As this second DUI charge in Florida made its way down the legal road, prosecutors would have required Woods to seek treatment. Woods is trying to avoid a prison sentence here, of any length. He is trying to avoid the spectacle of a public trial. There is nothing for him to fight for here. There are lawyers and counselors deep in his life. Signing up for treatment, voluntarily, was a wise and necessary first step in trying to keep a bad situation from getting worse.
Woods has been down the healing road before. In early 2010, weeks after running over a fire extinguisher in the middle of the night outside his home in Isleworth near Orlando, Woods reportedly checked into a treatment facility in Mississippi to deal with addiction problems. His 2017 application also required counseling. A statement is a statement. Last year, when Woods turned to X to announce his relationship with Vanessa Trump, he wrote, “Love is in the air and life is better with you by my side!” Please include air quotes all around he wrote. Does that sound like Tiger Woods to you? Monday's sobering announcement has a completely different tone, of course. We know nothing about Tiger's mental state, and he doesn't owe us that – anything really.
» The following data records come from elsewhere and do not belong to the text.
use std::sync::Arc;

use async_trait::async_trait;
use axum::{
    http::StatusCode,
    response::{IntoResponse, Response},
    Json,
};
use serde_json::{json, Value};
use tokio::sync::mpsc;

use crate::credentials::CredentialStore;
use crate::settings::Settings;

pub mod http;
pub mod pix;

/// Proxy endpoint an error was raised by. The two endpoints report the same
/// failure classes with different messages and status codes.
#[derive(Clone, Copy, Debug, PartialEq, Eq)]
pub enum Endpoint {
    Deposit,
    DepositStatus,
}

#[derive(Debug, thiserror::Error)]
pub enum ServiceError {
    #[error("{0} environment variable is not set")]
    MissingCredential(String),
    #[error("{0} parameter is required")]
    MissingParameter(&'static str),
    #[error("Depix API returned empty response")]
    EmptyResponse { status: StatusCode },
    #[error("{}", invalid_json_message(.endpoint))]
    InvalidJson {
        endpoint: Endpoint,
        status: StatusCode,
        raw: String,
    },
    #[error("{}", upstream_message(.endpoint, .status))]
    Upstream {
        endpoint: Endpoint,
        status: StatusCode,
        details: Value,
        raw: String,
    },
    #[error("{}", internal_message(.endpoint, .details))]
    Internal { endpoint: Endpoint, details: String },
    #[error("Communication error: {0} - {1}")]
    Communication(String, String),
}

fn invalid_json_message(endpoint: &Endpoint) -> &'static str {
    match endpoint {
        Endpoint::Deposit => "Depix API returned invalid JSON",
        Endpoint::DepositStatus => "Invalid JSON response from Depix API",
    }
}

fn upstream_message(endpoint: &Endpoint, status: &StatusCode) -> String {
    match endpoint {
        Endpoint::Deposit => "Depix API request failed".to_string(),
        Endpoint::DepositStatus => format!(
            "Depix API error: {} {}",
            status.as_u16(),
            status.canonical_reason().unwrap_or("")
        ),
    }
}

fn internal_message(endpoint: &Endpoint, details: &str) -> String {
    match endpoint {
        Endpoint::Deposit => "Internal server error".to_string(),
        Endpoint::DepositStatus => format!("Depix status API error: {details}"),
    }
}

fn reason(status: StatusCode) -> &'static str {
    status.canonical_reason().unwrap_or("")
}

impl ServiceError {
    pub fn status_code(&self) -> StatusCode {
        match self {
            ServiceError::MissingParameter(_) => StatusCode::BAD_REQUEST,
            ServiceError::EmptyResponse { status } | ServiceError::Upstream { status, .. } => {
                *status
            }
            ServiceError::InvalidJson {
                endpoint: Endpoint::DepositStatus,
                ..
            } => StatusCode::BAD_GATEWAY,
            ServiceError::InvalidJson { .. }
            | ServiceError::MissingCredential(_)
            | ServiceError::Internal { .. }
            | ServiceError::Communication(..) => StatusCode::INTERNAL_SERVER_ERROR,
        }
    }

    pub fn body(&self) -> Value {
        let error = self.to_string();

        match self {
            ServiceError::EmptyResponse { status } => json!({
                "error": error,
                "status": status.as_u16(),
                "statusText": reason(*status),
            }),
            ServiceError::InvalidJson {
                endpoint: Endpoint::Deposit,
                status,
                raw,
            } => json!({
                "error": error,
                "responseText": raw,
                "status": status.as_u16(),
            }),
            ServiceError::InvalidJson {
                endpoint: Endpoint::DepositStatus,
                status,
                raw,
            } => json!({
                "error": error,
                "rawResponse": raw,
                "status": status.as_u16(),
            }),
            ServiceError::Upstream {
                endpoint: Endpoint::Deposit,
                status,
                details,
                ..
            } => json!({
                "error": error,
                "details": details,
                "status": status.as_u16(),
                "statusText": reason(*status),
            }),
            ServiceError::Upstream {
                endpoint: Endpoint::DepositStatus,
                details,
                raw,
                ..
            } => json!({
                "error": error,
                "details": details,
                "rawResponse": raw,
            }),
            ServiceError::Internal {
                endpoint: Endpoint::Deposit,
                details,
            } => json!({
                "error": error,
                "details": details,
            }),
            ServiceError::Communication(_, details) => json!({
                "error": "Internal server error",
                "details": details,
            }),
            _ => json!({ "error": error }),
        }
    }
}

impl IntoResponse for ServiceError {
    fn into_response(self) -> Response {
        (self.status_code(), Json(self.body())).into_response()
    }
}

#[async_trait]
pub trait RequestHandler<T>: Send + Sync + 'static
where
    T: Send + 'static,
{
    async fn handle_request(&self, request: T);
}

#[async_trait]
pub trait Service<T, H>: Send + Sync + 'static
where
    T: Send + 'static,
    H: RequestHandler<T> + Clone + Send,
{
    async fn run(&mut self, handler: H, receiver: &mut mpsc::Receiver<T>) {
        while let Some(request) = receiver.recv().await {
            let handler = handler.clone();

            tokio::spawn(async move {
                handler.handle_request(request).await;
            });
        }
    }
}

/// Spawns the pix service and serves HTTP until the listener fails.
pub async fn start_services(
    settings: Settings,
    credentials: Arc<dyn CredentialStore>,
) -> Result<(), anyhow::Error> {
    let (pix_tx, mut pix_rx) = mpsc::channel(512);
    let mut pix_service = pix::PixService::new();

    log::info!("Starting Pix service.");
    let handler = pix::PixRequestHandler::new(settings.depix_base_url().to_string(), credentials);
    tokio::spawn(async move {
        pix_service.run(handler, &mut pix_rx).await;
    });

    log::info!("Starting HTTP server on {}.", settings.server.listen);
    http::start_http_server(&settings.server.listen, pix_tx).await
}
Tiger Woods arrest report: New details released on DUI crash
By:
Sean Zak
We owe you what every driver on earth owes every other driver and pedestrian and bicyclist and lost pet on earth, and that is alert, consistent driving. After his accident on Monday, you can see Woods in photos on the side of the road, golf shirt tucked neatly into his shorts, glasses on, cell phone to his ear. In those grainy photos, he looks as he did, years ago, an iconic golfer on another comeback trail. Pictures can deceive you just as statements can.
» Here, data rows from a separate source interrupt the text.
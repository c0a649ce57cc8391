use config::{Config, ConfigError, Environment, File};
use serde::Deserialize;

pub const DEFAULT_LISTEN: &str = "0.0.0.0:3000";
pub const DEFAULT_DEPIX_URL: &str = "https://depix.eulen.app";
pub const DEFAULT_TOKEN_ENV: &str = "DEPIX_BEARER_TOKEN";

#[derive(Debug, Deserialize)]
pub struct Server {
    pub listen: String,
}

#[derive(Debug, Deserialize)]
pub struct Depix {
    pub url: String,
    /// Name of the environment variable holding the bearer token. The token
    /// itself never goes through the config file.
    pub token_env: String,
}

#[derive(Debug, Deserialize)]
pub struct Settings {
    pub server: Server,
    pub depix: Depix,
}

impl Settings {
    pub fn load(path: &str) -> Result<Self, ConfigError> {
        let config = Config::builder()
            .set_default("server.listen", DEFAULT_LISTEN)?
            .set_default("depix.url", DEFAULT_DEPIX_URL)?
            .set_default("depix.token_env", DEFAULT_TOKEN_ENV)?
            .add_source(File::with_name(path).required(false))
            .add_source(Environment::with_prefix("MOOZE_DEPIX").separator("__"))
            .build()?;

        config.try_deserialize()
    }

    pub fn depix_base_url(&self) -> &str {
        self.depix.url.trim_end_matches('/')
    }
}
Tiger has pain and sleep problems. He has admitted that many times. As an athlete, his glory days are behind him. You know that, of course. He likes to say, “Father's time is never lost.” People take pain medication because they are in pain. People drive impaired because of a certain level of arrogance, and self-restraint. People go to recovery to find some kind of way forward. Sometimes it works. Because we love golf, because we admire what Woods is doing as a golfer, Tiger stories get attention here. For everything else, he's just another guy trying to figure it out. Except he has to do it for the whole world to watch.
We don't know who Tiger Woods was talking to on his cell phone, when he was on the side of the road on Friday afternoon. The most impressive thing he did that day was to apologize to the person driving the pressure washer truck. Fortunately, the driver was not injured. But his day was turned upside down, too.